In order to understand how your website’s visitors interact with your site, Google Analytics is a crucial tool that provides detailed information. Extracting this information manually can be a lengthy process, but fortunately, there is a solution. By utilizing Python, a versatile scripting language commonly used in data science, we can automate this task. In this article, we will walk you through the process of using Python to extract data from Google Analytics.

Step 1: Install the Necessary Libraries

We will use the Google Analytics Reporting API v4 and the Google API Client Library for Python. Install these libraries with the following pip command:

pip install google-api-python-client google-auth-httplib2 google-auth-oauthlib google-auth

Step 2: Set up Google Analytics Reporting API

Before you can extract data, you must set up Google Analytics Reporting API v4.

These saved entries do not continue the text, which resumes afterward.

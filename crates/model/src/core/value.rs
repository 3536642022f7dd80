use crate::core::utils::format_float;
use serde::{Deserialize, Serialize};
use std::fmt;

/// A single cell of an export table.
///
/// Cells are read as text. Only the stock column is ever turned into a
/// number, and only by the inventory reducer.
#[derive(Debug, Clone, Serialize, Deserialize, PartialEq)]
pub enum Value {
    Int(i64),
    Float(f64),
    String(String),
    Null,
}

impl Value {
    /// Builds a cell from raw CSV text. Empty cells become `Null`.
    pub fn from_cell(raw: &str) -> Self {
        if raw.is_empty() {
            Value::Null
        } else {
            Value::String(raw.to_string())
        }
    }

    pub fn as_str(&self) -> Option<&str> {
        match self {
            Value::String(v) => Some(v.as_str()),
            _ => None,
        }
    }

    pub fn as_f64(&self) -> Option<f64> {
        match self {
            Value::Int(v) => Some(*v as f64),
            Value::Float(v) => Some(*v),
            Value::String(v) => v.trim().parse::<f64>().ok(),
            Value::Null => None,
        }
    }

    /// Coerces the cell to a number. Anything that does not parse as a finite
    /// number becomes `Int(0)`.
    pub fn to_numeric(&self) -> Value {
        match self {
            Value::Int(v) => Value::Int(*v),
            Value::Float(v) if v.is_finite() => Value::Float(*v),
            Value::Float(_) | Value::Null => Value::Int(0),
            Value::String(s) => {
                let s = s.trim();
                if let Ok(v) = s.parse::<i64>() {
                    return Value::Int(v);
                }
                match s.parse::<f64>() {
                    Ok(v) if v.is_finite() => Value::Float(v),
                    _ => Value::Int(0),
                }
            }
        }
    }

    pub fn is_zero(&self) -> bool {
        match self {
            Value::Int(v) => *v == 0,
            Value::Float(v) => *v == 0.0,
            _ => false,
        }
    }

    /// Text written to the spreadsheet for this cell.
    pub fn to_cell_string(&self) -> String {
        match self {
            Value::Int(v) => v.to_string(),
            Value::Float(v) => format_float(*v),
            Value::String(v) => v.clone(),
            Value::Null => String::new(),
        }
    }
}

impl fmt::Display for Value {
    fn fmt(&self, f: &mut fmt::Formatter<'_>) -> fmt::Result {
        f.write_str(&self.to_cell_string())
    }
}

impl From<&str> for Value {
    fn from(raw: &str) -> Self {
        Value::from_cell(raw)
    }
}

  • Go to the Google API Console and create a new project.
  • Enable Google Analytics Reporting API for the project.
  • Create credentials that your Python script will use to access the API.
  • Download these credentials as a JSON file.

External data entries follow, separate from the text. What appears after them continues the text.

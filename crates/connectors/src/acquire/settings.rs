use std::{path::PathBuf, time::Duration};

/// Where the export lands and how long to wait for it.
#[derive(Debug, Clone)]
pub struct AcquireSettings {
    pub download_dir: PathBuf,
    pub file_prefix: String,
    pub file_extension: String,
    pub file_timeout: Duration,
    pub poll_interval: Duration,
}

impl AcquireSettings {
    /// Human readable glob of the files this acquirer consumes.
    pub fn pattern(&self) -> String {
        format!("{}*.{}", self.file_prefix, self.file_extension)
    }

    pub fn matches(&self, file_name: &str) -> bool {
        file_name.starts_with(&self.file_prefix)
            && file_name.len() > self.file_prefix.len() + self.file_extension.len()
            && file_name
                .rsplit_once('.')
                .is_some_and(|(_, ext)| ext == self.file_extension)
    }
}

impl Default for AcquireSettings {
    fn default() -> Self {
        AcquireSettings {
            download_dir: PathBuf::from("downloads"),
            file_prefix: "zaiko".to_string(),
            file_extension: "csv".to_string(),
            file_timeout: Duration::from_secs(30),
            poll_interval: Duration::from_secs(1),
        }
    }
}

/// Launch policy for the export session.
#[derive(Debug, Clone)]
pub struct SessionSettings {
    pub attempts: u32,
    pub retry_delay: Duration,
    pub timeout: Duration,
}

impl Default for SessionSettings {
    fn default() -> Self {
        SessionSettings {
            attempts: 3,
            retry_delay: Duration::from_secs(10),
            timeout: Duration::from_secs(300),
        }
    }
}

Step 3: Extract Data with Python

Next, we’ll write the Python script that extracts data from Google Analytics. Here’s a basic example:

from apiclient.discovery import build
from oauth2client.service_account import ServiceAccountCredentials
SCOPES = ['https://www.googleapis.com/auth/analytics.readonly']
KEY_FILE_LOCATION = '<path_to_json_key_file>'
VIEW_ID = '<view_id>'

def initialize_analyticsreporting():
    credentials = ServiceAccountCredentials.from_json_keyfile_name(
            KEY_FILE_LOCATION, SCOPES)
    analytics = build('analyticsreporting', 'v4', credentials=credentials)
    return analytics

def get_report(analytics):
    return analytics.reports().batchGet(
        body={
            'reportRequests': [
                {
                    'viewId': VIEW_ID,
                    'dateRanges': [{'startDate': '7daysAgo', 'endDate': 'today'}],
                    'metrics': [{'expression': 'ga:sessions'}],
                    'dimensions': [{'name': 'ga:country'}]
                }]
        }
    ).execute()

def main():
    analytics = initialize_analyticsreporting()
    response = get_report(analytics)
    print_response(response)

if __name__ == '__main__':
    main()

In this script, we define three functions:

  • initialize_analyticsreporting(): Initializes the API client using the provided service account credentials.
  • get_report(analytics): Fetches a report for the specified view, for data from the last 7 days, and prints the number of sessions per country.
  • main(): Calls the above functions and prints the response.

This is a basic example, and the full capabilities of the Google Analytics Reporting API are beyond the scope of this tutorial. For more complex queries, you can review the official API samples.

Conclusion

By automating data extraction from Google Analytics with Python, we can save ample time and get insights faster. From here, you can further analyze your data using Python’s data analysis libraries, such as Pandas and Matplotlib, or even feed it into a machine learning model. The possibilities are endless.